As with the unique ID logic, producing a total aggregate is just a little more complicated in CAS. To make it work in CAS, we need a post-process step to bring the results together. So, our code would look like this:
DATA aggregatedTable ; SET detailedTable end=eof; retain threadSalesAmt 0; threadSalesAmt = threadSalesAmt + SaleAmt; keep threadSalesAmt; if eof then output; run; DATA aggregatedTable / single=yes; SET aggregatedTable end=eof; retain totSalesAmt 0; totSalesAmt = totSalesAmt + threadSalesAmt; if eof then output; run; |
In the first data step in the above example, we ran basically the same code as in the SAS DATA Step example. In that step, we let CAS do its distributed, multi-threaded processing because our table is large. Spreading the work over multiple threads makes the aggregation much quicker. After this, we execute a second DATA Step but here we force CAS to use only one thread with the single=yes option. This ensures we only get one output row because CAS only uses one thread. Using a single thread in this case is optimal because we’ll only have a few input records (one per thread from the previous step).
BY-GROUP Aggregation
Using a BY statement in your DATA Step fundamentally changes how CAS processes data. When a BY statement is used, CAS automatically re-distributes the data among the CAS machines so that each individual BY-Group is wholly contained on a single worker. The data is still distributed across multiple machines but it’s done using the BY-Groups. Individual threads are then assigned to individual BY-Groups. Since each BY-Group is processed by one and only one thread, when we aggregate, we won’t see multiple output rows for a BY-Group. So, there shouldn’t be a need to consolidate the thread results like there was with “whole table” aggregation above.
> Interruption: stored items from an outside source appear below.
//! Market Risk Controls (Layer 3)
//!
//! Anomaly detection over the scanned universe and the orchestration gate
//! that suppresses signal emission after a critical anomaly.

pub mod config;
pub mod correlation;
pub mod detector;
pub mod gate;
pub mod warnings;

pub use config::{load_config, save_config, DetectorConfig, Thresholds};
pub use correlation::{pearson, CorrelationShift, CorrelationTracker, RollingCorrelation};
pub use detector::{format_warning_alert, short_term_direction, AnomalyDetector, MarketSnapshot};
pub use gate::OrchestrationGate;
pub use warnings::{InMemoryWarningStorage, PgWarningStorage, WarningStorage};
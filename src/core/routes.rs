// HTTP routes configuration

use crate::core::state::AppState;
use axum::{
    routing::{get, post},
    Router,
};
use std::sync::Arc;

pub fn build_router(state: Arc<AppState>) -> Router {
    Router::new()
        // Session lifecycle (authenticated gateway callers)
        .route("/session/start", post(crate::handlers::session::start_session_handler))
        .route("/session/pause", post(crate::handlers::session::pause_session_handler))
        .route("/session/resume", post(crate::handlers::session::resume_session_handler))
        .route("/session/end", post(crate::handlers::session::end_session_handler))

        // Read-only projections
        .route("/leaderboard", get(crate::handlers::leaderboard::leaderboard_handler))

        // Payment path
        .route("/payment/create", post(crate::handlers::payment::create_payment_handler))
        .route("/payment/verify", post(crate::handlers::payment::verify_payment_handler))

        // Operational endpoints
        .route("/health", get(crate::handlers::health::health_handler))
        .route("/metrics", get(crate::handlers::metrics::metrics_handler))

        // 404 fallback for all unmatched routes
        .fallback(crate::handlers::fallback::fallback_handler)

        .with_state(state)
}
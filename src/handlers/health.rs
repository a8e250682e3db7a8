use axum::{http::StatusCode, response::IntoResponse, Json};
use serde::Serialize;

#[derive(Debug, Serialize, serde::Deserialize)]
pub struct HealthResponse {
    pub status: String,
    pub timestamp: i64,
}

/// Health check handler
///
/// GET /health
pub async fn health_handler() -> impl IntoResponse {
    (
        StatusCode::OK,
        Json(HealthResponse {
            status: "ok".to_string(),
            timestamp: crate::utils::time::current_timestamp(),
        }),
    )
}

#[cfg(test)]
mod tests {
    use super::*;

    #[tokio::test]
    async fn test_health_handler() {
        let response = health_handler().await.into_response();

        assert_eq!(response.status(), StatusCode::OK);
    }

    #[tokio::test]
    async fn test_health_response_has_timestamp() {
        use axum::body::Body;
        use http_body_util::BodyExt;

        let response = health_handler().await.into_response();

        let (parts, body) = response.into_parts();
        assert_eq!(parts.status, StatusCode::OK);

        let body = Body::new(body);
        let bytes = body.collect().await.unwrap().to_bytes();
        let health: HealthResponse = serde_json::from_slice(&bytes).unwrap();

        assert_eq!(health.status, "ok");
        assert!(health.timestamp > 0);
    }
}
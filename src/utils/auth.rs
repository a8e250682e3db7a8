use crate::core::config::AuthConfig;
use crate::core::error::LedgerError;
use axum::http::HeaderMap;

pub const HEADER_AUTH_KEY: &str = "x-auth-key";
pub const HEADER_USER_ID: &str = "x-user-id";
pub const HEADER_USER_EMAIL: &str = "x-user-email";
pub const HEADER_EMAIL_VERIFIED: &str = "x-email-verified";

/// Identity forwarded by the authenticating gateway
#[derive(Clone, Debug)]
pub struct AuthContext {
    pub user_id: String,
    pub email: String,
    pub email_verified: bool,
}

/// Verify a shared secret using constant-time comparison to prevent timing
/// attacks that could be used to guess the key character by character.
pub fn verify_shared_key(provided: &str, expected: &str) -> bool {
    provided.as_bytes().len() == expected.as_bytes().len()
        && provided
            .as_bytes()
            .iter()
            .zip(expected.as_bytes().iter())
            .fold(0u8, |acc, (a, b)| acc | (a ^ b))
            == 0
}

/// Extract the authenticated identity from gateway headers.
///
/// The gateway has already validated the caller's token; this service only
/// checks the shared gateway secret and that the forwarded identity is
/// complete and email-verified. All failures are `Unauthenticated` before
/// any state is touched.
pub fn authenticate(headers: &HeaderMap, config: &AuthConfig) -> Result<AuthContext, LedgerError> {
    let provided_key = header_str(headers, HEADER_AUTH_KEY).ok_or(LedgerError::Unauthenticated)?;
    if !verify_shared_key(provided_key, &config.gateway_key) {
        return Err(LedgerError::Unauthenticated);
    }

    let user_id = header_str(headers, HEADER_USER_ID)
        .filter(|v| !v.is_empty())
        .ok_or(LedgerError::Unauthenticated)?;

    let email_verified = header_str(headers, HEADER_EMAIL_VERIFIED) == Some("true");
    if !email_verified {
        return Err(LedgerError::Unauthenticated);
    }

    let email = header_str(headers, HEADER_USER_EMAIL).unwrap_or("");

    Ok(AuthContext {
        user_id: user_id.to_string(),
        email: email.to_string(),
        email_verified,
    })
}

fn header_str<'a>(headers: &'a HeaderMap, name: &str) -> Option<&'a str> {
    headers.get(name).and_then(|v| v.to_str().ok())
}
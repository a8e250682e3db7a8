use crate::core::error::LedgerError;
use axum::{
    http::HeaderMap,
    response::{Html, IntoResponse, Response},
};

pub async fn fallback_handler(headers: HeaderMap) -> Response {
    // Check if this is a browser request
    let user_agent = headers
        .get("user-agent")
        .and_then(|v| v.to_str().ok())
        .unwrap_or("");

    let is_browser = user_agent.contains("Mozilla")
        || user_agent.contains("Chrome")
        || user_agent.contains("Safari")
        || user_agent.contains("Firefox")
        || user_agent.contains("Edge");

    if is_browser {
        let html = "Nothing to see here. The reading happens elsewhere!";

        return Html(html).into_response();
    }

    LedgerError::InvalidArgument(
        "Invalid endpoint. Valid endpoints: /session/*, /leaderboard, /payment/*, /health"
            .to_string(),
    )
    .into_response()
}
use crate::core::error::LedgerError;
use crate::core::state::AppState;
use crate::models::api::{
    EndSessionResponse, PauseSessionResponse, ResumeSessionResponse, SessionIdRequest,
    StartSessionResponse,
};
use crate::models::session::{PauseOutcome, SessionStatus};
use crate::utils::auth::{authenticate, AuthContext};
use crate::utils::time::{current_timestamp, current_timestamp_millis};
use axum::{
    extract::State,
    http::{HeaderMap, StatusCode},
    response::{IntoResponse, Json, Response},
};
use std::sync::Arc;
use tracing::{debug, instrument, warn};

/// Authenticate the caller and charge the request against their rate
/// window. Every rejection is counted before it propagates.
fn begin_request(state: &AppState, headers: &HeaderMap) -> Result<AuthContext, LedgerError> {
    state.metrics.increment_requests();

    let ctx = authenticate(headers, &state.config.auth).map_err(|e| {
        warn!("Rejected unauthenticated session request");
        state.metrics.increment_failed();
        e
    })?;

    if !state
        .rate_limiter
        .check_and_increment(&ctx.user_id, current_timestamp())
    {
        warn!(user_id = %ctx.user_id, "Rate limit exceeded");
        state.metrics.increment_rate_limited();
        return Err(LedgerError::RateLimited);
    }

    Ok(ctx)
}

fn require_session_id(request: &SessionIdRequest) -> Result<&str, LedgerError> {
    if request.session_id.is_empty() {
        return Err(LedgerError::InvalidArgument(
            "session_id is required".to_string(),
        ));
    }
    Ok(&request.session_id)
}

/// Start a new session for the authenticated caller
///
/// POST /session/start
#[instrument(skip(state, headers))]
pub async fn start_session_handler(
    State(state): State<Arc<AppState>>,
    headers: HeaderMap,
) -> Result<Response, LedgerError> {
    let ctx = begin_request(&state, &headers)?;

    let session = state
        .ledger
        .start_session(&ctx.user_id, &ctx.email, current_timestamp_millis())
        .map_err(|e| {
            warn!(user_id = %ctx.user_id, error = %e, "Failed to start session");
            state.metrics.increment_failed();
            e
        })?;

    state.metrics.increment_sessions_started();
    state.metrics.increment_successful();

    Ok((
        StatusCode::OK,
        Json(StartSessionResponse {
            success: true,
            session_id: session.id,
        }),
    )
        .into_response())
}

/// Pause an active session
///
/// POST /session/pause
#[instrument(skip(state, headers, request))]
pub async fn pause_session_handler(
    State(state): State<Arc<AppState>>,
    headers: HeaderMap,
    Json(request): Json<SessionIdRequest>,
) -> Result<Response, LedgerError> {
    let ctx = begin_request(&state, &headers)?;
    let session_id = require_session_id(&request).map_err(|e| {
        state.metrics.increment_failed();
        e
    })?;

    let outcome = state
        .ledger
        .pause_session(&ctx.user_id, session_id, current_timestamp_millis())
        .map_err(|e| {
            warn!(
                user_id = %ctx.user_id,
                session_id = %session_id,
                error = %e,
                "Failed to pause session"
            );
            state.metrics.increment_failed();
            e
        })?;

    let message = match outcome {
        PauseOutcome::Paused => "Session paused",
        PauseOutcome::AlreadyPaused => "Session already paused",
    };
    debug!(user_id = %ctx.user_id, session_id = %session_id, "{}", message);

    state.metrics.increment_successful();

    Ok((
        StatusCode::OK,
        Json(PauseSessionResponse {
            success: true,
            message: message.to_string(),
            status: SessionStatus::Paused.as_str().to_string(),
        }),
    )
        .into_response())
}

/// Resume a paused session
///
/// POST /session/resume
#[instrument(skip(state, headers, request))]
pub async fn resume_session_handler(
    State(state): State<Arc<AppState>>,
    headers: HeaderMap,
    Json(request): Json<SessionIdRequest>,
) -> Result<Response, LedgerError> {
    let ctx = begin_request(&state, &headers)?;
    let session_id = require_session_id(&request).map_err(|e| {
        state.metrics.increment_failed();
        e
    })?;

    let paused_accumulated_millis = state
        .ledger
        .resume_session(&ctx.user_id, session_id, current_timestamp_millis())
        .map_err(|e| {
            warn!(
                user_id = %ctx.user_id,
                session_id = %session_id,
                error = %e,
                "Failed to resume session"
            );
            state.metrics.increment_failed();
            e
        })?;

    state.metrics.increment_successful();

    Ok((
        StatusCode::OK,
        Json(ResumeSessionResponse {
            success: true,
            paused_accumulated_millis,
        }),
    )
        .into_response())
}

/// End a session and award points
///
/// POST /session/end
#[instrument(skip(state, headers, request))]
pub async fn end_session_handler(
    State(state): State<Arc<AppState>>,
    headers: HeaderMap,
    Json(request): Json<SessionIdRequest>,
) -> Result<Response, LedgerError> {
    let ctx = begin_request(&state, &headers)?;
    let session_id = require_session_id(&request).map_err(|e| {
        state.metrics.increment_failed();
        e
    })?;

    let receipt = state
        .ledger
        .end_session(&ctx.user_id, session_id, current_timestamp_millis())
        .map_err(|e| {
            warn!(
                user_id = %ctx.user_id,
                session_id = %session_id,
                error = %e,
                "Failed to end session"
            );
            state.metrics.increment_failed();
            e
        })?;

    if receipt.points_awarded {
        state.metrics.increment_sessions_completed();
        state.metrics.increment_points_awarded();
    }
    state.metrics.increment_successful();

    Ok((
        StatusCode::OK,
        Json(EndSessionResponse {
            success: true,
            total_active_millis: receipt.total_active_millis,
            points_awarded: receipt.points_awarded,
            points: receipt.points,
        }),
    )
        .into_response())
}
use serde::{Deserialize, Serialize};

#[derive(Deserialize)]
pub struct SessionIdRequest {
    pub session_id: String,
}

#[derive(Serialize)]
pub struct StartSessionResponse {
    pub success: bool,
    pub session_id: String,
}

#[derive(Serialize)]
pub struct PauseSessionResponse {
    pub success: bool,
    pub message: String,
    pub status: String,
}

#[derive(Serialize)]
pub struct ResumeSessionResponse {
    pub success: bool,
    pub paused_accumulated_millis: i64,
}

#[derive(Serialize)]
pub struct EndSessionResponse {
    pub success: bool,
    pub total_active_millis: i64,
    pub points_awarded: bool,
    pub points: i64,
}

#[derive(Debug, Deserialize)]
pub struct LeaderboardQuery {
    pub limit: Option<usize>,
}

#[derive(Serialize, Deserialize)]
pub struct LeaderboardEntry {
    pub user_id: String,
    pub display_name: String,
    pub points: i64,
}

#[derive(Serialize, Deserialize)]
pub struct LeaderboardResponse {
    pub success: bool,
    pub entries: Vec<LeaderboardEntry>,
}

#[derive(Deserialize)]
pub struct CreatePaymentRequest {
    pub email: String,
    pub amount: i64,
}

#[derive(Serialize)]
pub struct CreatePaymentResponse {
    pub success: bool,
    pub reference: String,
}

#[derive(Deserialize)]
pub struct VerifyPaymentRequest {
    pub reference: String,
}

#[derive(Serialize)]
pub struct VerifyPaymentResponse {
    pub success: bool,
    pub amount: i64,
    pub currency: String,
}

#[derive(Serialize, Deserialize)]
pub struct ErrorResponse {
    pub success: bool,
    pub error: String,
}
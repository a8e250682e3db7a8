use serde::{Deserialize, Serialize};

#[derive(Clone, Copy, Debug, Serialize, Deserialize, PartialEq, Eq)]
#[serde(rename_all = "lowercase")]
pub enum PaymentStatus {
    Pending,
    Success,
}

/// A payment transaction tracked against the external provider
#[derive(Clone, Debug, Serialize, Deserialize, PartialEq)]
pub struct Payment {
    /// Server-generated reference; primary key and provider lookup key
    pub reference: String,
    /// Paying user
    pub user_id: String,
    /// Email sent to the provider
    pub email: String,
    /// Amount in minor currency units
    pub amount: i64,
    /// ISO currency code
    pub currency: String,
    pub status: PaymentStatus,
    /// Reference echoed back by the provider on verification
    #[serde(default)]
    pub provider_reference: Option<String>,
    /// Unix millis of record creation
    pub created_at: i64,
    /// Unix millis of successful verification
    #[serde(default)]
    pub verified_at: Option<i64>,
}

impl Payment {
    pub fn new(
        reference: String,
        user_id: String,
        email: String,
        amount: i64,
        currency: String,
        now_millis: i64,
    ) -> Self {
        Self {
            reference,
            user_id,
            email,
            amount,
            currency,
            status: PaymentStatus::Pending,
            provider_reference: None,
            created_at: now_millis,
            verified_at: None,
        }
    }

    pub fn is_verified(&self) -> bool {
        self.status == PaymentStatus::Success
    }
}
Consequently, BY-Group aggregation DATA Step code should look exactly the same in CAS and SAS (at least for the basic stuff).
Concluding Thoughts
Coding DATA Step in CAS is very similar to coding DATA Step in SAS. If you’re a wizard in one, you’re likely a wizard in the other. The major difference is accounting for CAS’ massively parallel processing capabilities (which manifest as threads). For more insight into data processing with CAS, check out the DATA Step Basics section of the external documentation, as well as this SAS Global Forum paper.